**What you are asked to do:** Looking at the material below, work out how many of its lines hold the string "four". Give that figure alone.

**Extracted entries:**

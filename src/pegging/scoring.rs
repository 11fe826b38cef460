//! Points for a single pegging play: fifteen, thirty-one, pairs and runs.

use core::ops::Add;

use crate::card::Card;

/// Points earned by a single pegging play, by category.
#[derive(Debug, Clone, Copy, Default, PartialEq, Eq, Hash)]
pub struct PegScore {
    /// 2 when the count reaches exactly 15.
    pub fifteen: u8,
    /// 2 when the count reaches exactly 31.
    pub thirty_one: u8,
    /// Points for trailing cards of the same rank.
    pub pairs: u8,
    /// Points for a trailing run.
    pub run: u8,
}

impl PegScore {
    /// Total points for the play.
    #[must_use]
    pub const fn total(&self) -> u8 {
        self.fifteen + self.thirty_one + self.pairs + self.run
    }

    /// Whether the play scored anything.
    #[must_use]
    pub const fn is_scoring(&self) -> bool {
        self.total() > 0
    }
}

impl Add for PegScore {
    type Output = Self;

    fn add(self, rhs: Self) -> Self {
        Self {
            fifteen: self.fifteen + rhs.fifteen,
            thirty_one: self.thirty_one + rhs.thirty_one,
            pairs: self.pairs + rhs.pairs,
            run: self.run + rhs.run,
        }
    }
}

/// Number of cards at the end of the pile sharing the last card's rank.
#[must_use]
pub fn trailing_multiple(pile: &[Card]) -> usize {
    let Some(last) = pile.last() else {
        return 0;
    };
    pile.iter().rev().take_while(|c| c.rank == last.rank).count()
}

/// Points for trailing same-rank cards: pair 2, three 6, four 12.
#[must_use]
pub fn score_pile_pairs(pile: &[Card]) -> u8 {
    match trailing_multiple(pile) {
        2 => 2,
        3 => 6,
        4 => 12,
        _ => 0,
    }
}

/// Points for the longest trailing run in the pile.
///
/// Tries the trailing `n` cards for `n` from the pile length down to 3. The
/// first window whose ranks are distinct and consecutive scores `n`.
#[must_use]
pub fn score_pile_run(pile: &[Card]) -> u8 {
    for n in (3..=pile.len()).rev() {
        let window = &pile[pile.len() - n..];
        let mut seen = [false; 14];
        let mut low = u8::MAX;
        let mut high = 0;
        let mut distinct = true;

        for card in window {
            let rank = card.value();
            if seen[rank as usize] {
                distinct = false;
                break;
            }
            seen[rank as usize] = true;
            low = low.min(rank);
            high = high.max(rank);
        }

        if distinct && usize::from(high - low) + 1 == n {
            return n as u8;
        }
    }
    0
}

/// Scores a pile that already ends with the card just played.
#[must_use]
pub fn score_pile(sum: u8, pile: &[Card]) -> PegScore {
    PegScore {
        fifteen: if sum == 15 { 2 } else { 0 },
        thirty_one: if sum == 31 { 2 } else { 0 },
        pairs: score_pile_pairs(pile),
        run: score_pile_run(pile),
    }
}
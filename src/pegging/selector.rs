//! Greedy pegging move selection.

use alloc::vec::Vec;

use crate::card::Card;

use super::PegState;

/// Cards from `hand` that fit under 31, in hand order.
#[must_use]
pub fn legal_plays(state: &PegState, hand: &[Card]) -> Vec<Card> {
    hand.iter().copied().filter(|&c| state.can_play(c)).collect()
}

/// Greedy one-ply choice: the legal card scoring the most points right now.
///
/// Ties keep the first card in hand order. Returns `None` when nothing is
/// legal and the player must say go. Opponent replies are not considered.
#[must_use]
pub fn best_play(state: &PegState, hand: &[Card]) -> Option<Card> {
    let mut best: Option<(Card, u8)> = None;
    for card in legal_plays(state, hand) {
        let points = state.score_play(card).total();
        match best {
            Some((_, best_points)) if points <= best_points => {}
            _ => best = Some((card, points)),
        }
    }

    if let Some((card, points)) = best {
        tracing::trace!(
            target: "cribrs::pegging",
            sum = state.sum(),
            %card,
            points,
            "greedy play"
        );
    }

    best.map(|(card, _)| card)
}
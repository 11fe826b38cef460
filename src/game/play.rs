//! The play phase of a round, driven against both players.

use crate::error::{PegError, RoundError};
use crate::hand::Hand;
use crate::options::PileLeader;
use crate::pegging::{PegState, legal_plays};
use crate::player::{Player, Seat};
use crate::result::{PegEvent, RoundResult};

use super::Game;

/// Points for the last card of a pile that did not reach 31.
const LAST_CARD_POINTS: u16 = 1;

/// The play is over once both players report an empty pegging hand, or once
/// neither seat has an unplayed kept card left.
fn hands_exhausted(players: &[&mut dyn Player; 2], kept: &[Hand; 2]) -> bool {
    players.iter().all(|p| p.has_empty_pegging_hand()) || kept.iter().all(Hand::is_empty)
}

impl Game {
    /// Runs the play until both pegging hands are empty or someone wins.
    ///
    /// `kept` holds each seat's four kept cards; a played card must come from
    /// it, and a seat may only say go when none of its remaining cards fit.
    pub(super) fn play_pegging(
        &self,
        players: &mut [&mut dyn Player; 2],
        mut kept: [Hand; 2],
        result: &mut RoundResult,
    ) -> Result<(), RoundError> {
        let mut state = PegState::new(result.dealer.other());

        while !hands_exhausted(players, &kept) {
            let seat = state.turn();
            if state.has_passed(seat) {
                state.advance_turn();
                continue;
            }

            match players[seat.index()].play_peg_card(&state) {
                None => {
                    if !legal_plays(&state, kept[seat.index()].cards()).is_empty() {
                        return Err(RoundError::IllegalPlay {
                            seat,
                            source: PegError::MustPlay,
                        });
                    }
                    tracing::trace!(target: "cribrs::pegging", %seat, sum = state.sum(), "go");
                    state.pass();
                    result.pegging.push(PegEvent::Go { seat });
                }
                Some(card) => {
                    if !kept[seat.index()].remove(card) {
                        return Err(RoundError::IllegalPlay {
                            seat,
                            source: PegError::CardNotHeld(card),
                        });
                    }
                    let score = state
                        .play(card)
                        .map_err(|source| RoundError::IllegalPlay { seat, source })?;

                    tracing::debug!(
                        target: "cribrs::pegging",
                        %seat,
                        %card,
                        sum = state.sum(),
                        points = score.total(),
                        "play"
                    );
                    result.pegging.push(PegEvent::Play {
                        seat,
                        card,
                        sum: state.sum(),
                        score,
                    });
                    if self.peg(players, seat, u16::from(score.total()), result) {
                        return Ok(());
                    }
                }
            }

            if !state.should_reset() {
                state.advance_turn();
                continue;
            }

            if let Some(last) = state.last_card_bonus() {
                tracing::debug!(target: "cribrs::pegging", seat = %last, "last card");
                result.pegging.push(PegEvent::LastCard { seat: last });
                if self.peg(players, last, LAST_CARD_POINTS, result) {
                    return Ok(());
                }
            }

            state.reset();
            result.pegging.push(PegEvent::Reset {
                pile_num: state.pile_num(),
            });
            if self.options.pile_leader == PileLeader::Opponent {
                state.advance_turn();
            }
        }

        if let Some(last) = state.last_card_bonus() {
            tracing::debug!(target: "cribrs::pegging", seat = %last, "last card of the play");
            result.pegging.push(PegEvent::LastCard { seat: last });
            self.peg(players, last, LAST_CARD_POINTS, result);
        }

        Ok(())
    }

    fn peg(
        &self,
        players: &mut [&mut dyn Player; 2],
        seat: Seat,
        points: u16,
        result: &mut RoundResult,
    ) -> bool {
        result.pegging_points[seat.index()] += points;
        self.award(players, seat, points, result)
    }
}
//! Discard selection: ranking every keep/discard split of a dealt hand.

use alloc::vec::Vec;

use crate::card::{Card, full_deck};
use crate::error::DiscardError;
use crate::hand::{Hand, KEEP_SIZE};
use crate::score::heuristic_discard_score;

/// One way to split a dealt 6-card hand into a 4-card keep and a 2-card discard.
#[derive(Debug, Clone, PartialEq, Eq, Hash)]
pub struct DiscardOption {
    keep: Hand,
    discard: Hand,
}

/// Lowest and highest keep score over every possible cut.
#[derive(Debug, Clone, Copy, PartialEq, Eq)]
pub struct ScoreRange {
    /// Worst-case show score.
    pub min: u16,
    /// Best-case show score.
    pub max: u16,
}

/// An option together with its evaluation, for hint output.
#[derive(Debug, Clone, PartialEq)]
pub struct DiscardAnalysis {
    /// The evaluated split.
    pub option: DiscardOption,
    /// Average show score adjusted by the crib heuristic.
    pub expected_value: f64,
    /// Keep score range over all unseen cuts.
    pub range: ScoreRange,
}

impl DiscardOption {
    pub(crate) const fn new(keep: Hand, discard: Hand) -> Self {
        Self { keep, discard }
    }

    /// Cards kept for the show.
    #[must_use]
    pub const fn keep(&self) -> &Hand {
        &self.keep
    }

    /// Cards sent to the crib.
    #[must_use]
    pub const fn discard(&self) -> &Hand {
        &self.discard
    }

    /// Splits the option into `(keep, discard)`.
    #[must_use]
    pub fn into_parts(self) -> (Hand, Hand) {
        (self.keep, self.discard)
    }

    /// Cards that could still be cut: the deck minus the six known cards.
    #[must_use]
    pub fn unseen_cards(&self) -> Vec<Card> {
        let mut known = self.keep.cards().to_vec();
        known.extend_from_slice(self.discard.cards());
        Hand::from(full_deck()).difference(&known).cards().to_vec()
    }

    /// Heuristic value of the two discarded cards.
    #[must_use]
    pub fn crib_heuristic(&self) -> u8 {
        match self.discard.cards() {
            [first, second] => heuristic_discard_score(*first, *second),
            _ => 0,
        }
    }

    /// Expected show value of this split.
    ///
    /// Averages the keep score over every unseen cut, then adds the crib
    /// heuristic for the dealer or subtracts it for the pone.
    #[must_use]
    pub fn expected_value(&self, is_dealer: bool) -> f64 {
        let cuts = self.unseen_cards();
        if cuts.is_empty() {
            return 0.0;
        }

        let total: u32 = cuts
            .iter()
            .map(|&cut| u32::from(self.keep.total(cut, false)))
            .sum();
        #[expect(
            clippy::cast_precision_loss,
            reason = "at most 52 cuts, exact in f64"
        )]
        let expected_show = f64::from(total) / cuts.len() as f64;

        let crib = f64::from(self.crib_heuristic());
        if is_dealer {
            expected_show + crib
        } else {
            expected_show - crib
        }
    }

    /// Lowest and highest keep score across every unseen cut.
    #[must_use]
    pub fn score_range(&self) -> ScoreRange {
        let mut range = ScoreRange { min: u16::MAX, max: 0 };
        for cut in self.unseen_cards() {
            let points = self.keep.total(cut, false);
            range.min = range.min.min(points);
            range.max = range.max.max(points);
        }
        if range.min > range.max {
            range.min = 0;
        }
        range
    }
}

/// Returns the option with the strictly greatest expected value.
///
/// Ties keep the first option seen. Returns `None` for an empty slice.
#[must_use]
pub fn optimal_discard(options: &[DiscardOption], is_dealer: bool) -> Option<&DiscardOption> {
    let mut best: Option<(&DiscardOption, f64)> = None;
    for option in options {
        let value = option.expected_value(is_dealer);
        match best {
            Some((_, best_value)) if value <= best_value => {}
            _ => best = Some((option, value)),
        }
    }

    if let Some((option, value)) = best {
        tracing::debug!(
            target: "cribrs::discard",
            is_dealer,
            keep = ?option.keep.cards(),
            discard = ?option.discard.cards(),
            expected_value = value,
            "selected discard"
        );
    }

    best.map(|(option, _)| option)
}

/// Splits a dealt hand and returns its best option.
///
/// # Errors
///
/// Returns [`DiscardError::HandSize`] if `hand` does not hold exactly 6 cards.
pub fn best_discard(hand: &Hand, is_dealer: bool) -> Result<DiscardOption, DiscardError> {
    let options = hand.split(KEEP_SIZE)?;
    // A 6-card split always yields 15 options, so there is always a best one.
    optimal_discard(&options, is_dealer)
        .cloned()
        .ok_or(DiscardError::InvalidSelection)
}

/// Evaluates every option, in input order.
#[must_use]
pub fn analyze_discards(options: &[DiscardOption], is_dealer: bool) -> Vec<DiscardAnalysis> {
    options
        .iter()
        .map(|option| DiscardAnalysis {
            option: option.clone(),
            expected_value: option.expected_value(is_dealer),
            range: option.score_range(),
        })
        .collect()
}
//! Counting hands and crib at the show.

use crate::player::Player;
use crate::result::{RoundResult, ShowCount, ShowKind};

use super::Game;

impl Game {
    /// Counts pone's hand, the dealer's hand, then the crib, stopping at a win.
    pub(super) fn count_show(&self, players: &mut [&mut dyn Player; 2], result: &mut RoundResult) {
        let dealer = result.dealer;
        let pone = dealer.other();
        let counts = [
            (pone, ShowKind::Hand, players[pone.index()].hand().clone()),
            (dealer, ShowKind::Hand, players[dealer.index()].hand().clone()),
            (dealer, ShowKind::Crib, result.crib.clone()),
        ];

        for (seat, kind, cards) in counts {
            let breakdown = cards.score(result.cut, kind == ShowKind::Crib);
            tracing::debug!(
                target: "cribrs::round",
                %seat,
                ?kind,
                %cards,
                points = breakdown.total,
                "show"
            );
            result.show.push(ShowCount {
                seat,
                kind,
                cards,
                breakdown,
            });
            if self.award(players, seat, breakdown.total, result) {
                return;
            }
        }
    }
}
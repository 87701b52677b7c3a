//! The validation orchestrator.

use std::sync::Arc;

use tokio::sync::watch;
use tracing::{info, warn};

use arena_core::{AgentIdentity, ValidatorConfig};
use arena_lifecycle::{ContainerRuntime, LifecycleError, LifecycleManager};
use arena_probe::{ProbeError, Prober};

use crate::error::ValidationError;
use crate::report::{RejectReason, ValidationReport, Verdict};

/// Semantic acceptance check applied to a structurally valid identity.
///
/// The protocol only requires a decodable payload; whether a particular
/// owner is welcome in a given tournament is policy, so it stays
/// pluggable. The default accepts everything.
pub type AcceptancePolicy = Arc<dyn Fn(&AgentIdentity) -> bool + Send + Sync>;

/// Validates agent images one at a time. Holds no state between calls;
/// concurrent validations of different images are independent.
#[derive(Clone)]
pub struct Validator {
    lifecycle: LifecycleManager,
    prober: Prober,
    identity_path: String,
    policy: AcceptancePolicy,
}

impl Validator {
    pub fn new(runtime: Arc<dyn ContainerRuntime>, config: ValidatorConfig) -> Self {
        let lifecycle = LifecycleManager::new(runtime, &config);
        let prober = Prober::new(config.probe.clone());
        Self {
            lifecycle,
            prober,
            identity_path: config.identity_path,
            policy: Arc::new(|_| true),
        }
    }

    /// Wire an external shutdown signal into the probe loop so an
    /// in-flight validation aborts early instead of waiting out the
    /// backoff budget.
    pub fn with_shutdown(mut self, shutdown: watch::Receiver<bool>) -> Self {
        self.prober = self.prober.with_shutdown(shutdown);
        self
    }

    /// Replace the accept-everything policy.
    pub fn with_policy(mut self, policy: AcceptancePolicy) -> Self {
        self.policy = policy;
        self
    }

    /// Validate one agent image end to end. The container is released
    /// on every branch; creation failures never produce a container.
    pub async fn validate_image(
        &self,
        image: &str,
    ) -> Result<ValidationReport, ValidationError> {
        info!(%image, "validating agent image");

        let guard = self.lifecycle.acquire(image).await?;

        let endpoint = match self.lifecycle.resolve_endpoint(&guard).await {
            Ok(endpoint) => endpoint,
            Err(e) => {
                let teardown = guard.release().await.err();
                report_teardown(&teardown);
                return match e {
                    LifecycleError::PortNotExposed { port, published } => Ok(ValidationReport {
                        verdict: Verdict::Rejected {
                            reason: RejectReason::PortNotExposed { port, published },
                        },
                        teardown,
                    }),
                    LifecycleError::AmbiguousMapping { port, count } => Ok(ValidationReport {
                        verdict: Verdict::Rejected {
                            reason: RejectReason::AmbiguousMapping { port, count },
                        },
                        teardown,
                    }),
                    other => Err(other.into()),
                };
            }
        };

        info!(%image, %endpoint, "service endpoint resolved; probing");
        let probed = self.prober.probe(&endpoint, &self.identity_path).await;

        let teardown = guard.release().await.err();
        report_teardown(&teardown);

        let verdict = match probed {
            Ok(identity) => {
                if (self.policy)(&identity) {
                    info!(%image, owner = %identity.owner, "agent image validated");
                    Verdict::Validated { identity }
                } else {
                    Verdict::Rejected {
                        reason: RejectReason::IdentityRefused {
                            owner: identity.owner,
                        },
                    }
                }
            }
            Err(ProbeError::ProtocolViolation { reason }) => Verdict::Rejected {
                reason: RejectReason::ProtocolViolation { reason },
            },
            Err(ProbeError::Timeout { budget }) => Verdict::Rejected {
                reason: RejectReason::Timeout { budget },
            },
            Err(ProbeError::Cancelled) => return Err(ValidationError::Cancelled),
        };

        if let Verdict::Rejected { reason } = &verdict {
            info!(%image, %reason, "agent image rejected");
        }

        Ok(ValidationReport { verdict, teardown })
    }
}

fn report_teardown(teardown: &Option<LifecycleError>) {
    if let Some(e) = teardown {
        warn!(error = %e, "container teardown failed; manual cleanup required");
    }
}
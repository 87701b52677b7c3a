//! Docker implementation of [`ContainerRuntime`] via bollard.

use std::collections::HashMap;
use std::time::Duration;

use async_trait::async_trait;
use bollard::Docker;
use bollard::container::{
    Config, CreateContainerOptions, StartContainerOptions, StopContainerOptions,
};
use bollard::service::HostConfig;
use tracing::debug;

use arena_core::Endpoint;

use crate::runtime::ContainerRuntime;

/// Bollard-backed container runtime.
///
/// `Docker` is cheaply cloneable and safe for concurrent use, so one
/// `DockerRuntime` serves every in-flight validation.
#[derive(Clone)]
pub struct DockerRuntime {
    docker: Docker,
}

impl DockerRuntime {
    pub fn new(docker: Docker) -> Self {
        Self { docker }
    }
}

#[async_trait]
impl ContainerRuntime for DockerRuntime {
    async fn create(&self, image: &str) -> anyhow::Result<String> {
        let config = Config {
            image: Some(image.to_string()),
            host_config: Some(HostConfig {
                publish_all_ports: Some(true),
                ..Default::default()
            }),
            ..Default::default()
        };

        let response = self
            .docker
            .create_container(None::<CreateContainerOptions<String>>, config)
            .await?;
        debug!(%image, container_id = %response.id, "container created");
        Ok(response.id)
    }

    async fn start(&self, container_id: &str) -> anyhow::Result<()> {
        self.docker
            .start_container(container_id, None::<StartContainerOptions<String>>)
            .await?;
        debug!(%container_id, "container started");
        Ok(())
    }

    async fn published_ports(
        &self,
        container_id: &str,
    ) -> anyhow::Result<HashMap<u16, Vec<Endpoint>>> {
        let inspect = self.docker.inspect_container(container_id, None).await?;

        let mut mappings: HashMap<u16, Vec<Endpoint>> = HashMap::new();
        let ports = inspect
            .network_settings
            .and_then(|settings| settings.ports)
            .unwrap_or_default();

        for (key, bindings) in ports {
            // Keys look like "3423/tcp"; only TCP mappings matter here.
            let Some((port, "tcp")) = key.split_once('/') else {
                continue;
            };
            let Ok(port) = port.parse::<u16>() else {
                continue;
            };

            let endpoints = mappings.entry(port).or_default();
            for binding in bindings.into_iter().flatten() {
                let Some(host_port) = binding
                    .host_port
                    .as_deref()
                    .and_then(|p| p.parse::<u16>().ok())
                else {
                    continue;
                };
                endpoints.push(Endpoint::new(host_address(binding.host_ip), host_port));
            }
        }

        // Exposed-but-unbound ports show up with no bindings; drop them.
        mappings.retain(|_, endpoints| !endpoints.is_empty());
        Ok(mappings)
    }

    async fn stop(&self, container_id: &str, grace: Duration) -> anyhow::Result<()> {
        let options = StopContainerOptions {
            t: grace.as_secs() as i64,
        };
        self.docker
            .stop_container(container_id, Some(options))
            .await?;
        debug!(%container_id, "container stopped");
        Ok(())
    }
}

/// Normalize a runtime-reported bind address into something a client
/// can actually connect to.
fn host_address(host_ip: Option<String>) -> String {
    match host_ip.as_deref() {
        None | Some("") | Some("0.0.0.0") | Some("::") => "127.0.0.1".to_string(),
        Some(ip) => ip.to_string(),
    }
}
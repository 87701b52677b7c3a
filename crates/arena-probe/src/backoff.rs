//! Exponential backoff between probe attempts.

use std::time::Duration;

use arena_core::ProbeConfig;

/// Produces the delay before each retry: starts at the initial
/// interval and scales by the multiplier, capped at the maximum
/// per-attempt interval. The overall elapsed-time bound is enforced
/// by the prober, not here.
#[derive(Debug)]
pub(crate) struct Backoff {
    next: Duration,
    multiplier: f64,
    max: Duration,
}

impl Backoff {
    pub(crate) fn new(config: &ProbeConfig) -> Self {
        Self {
            next: config.initial_interval,
            multiplier: config.multiplier,
            max: config.max_interval,
        }
    }

    /// Current delay; advances the schedule for the next call.
    pub(crate) fn advance(&mut self) -> Duration {
        let current = self.next;
        self.next = self.next.mul_f64(self.multiplier).min(self.max);
        current
    }
}
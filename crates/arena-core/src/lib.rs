//! arena-core — shared types and configuration for Agent Arena.
//!
//! Agent Arena supervises untrusted, containerized game-playing agents:
//! it launches an agent image, discovers the published endpoint, and
//! checks that the workload speaks the identity protocol. This crate
//! holds the types and config structs shared by the lifecycle, probe,
//! and validator crates.

pub mod config;
pub mod types;

pub use config::{ProbeConfig, ValidatorConfig};
pub use types::{AgentIdentity, Endpoint};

**Output for this exercise:** 2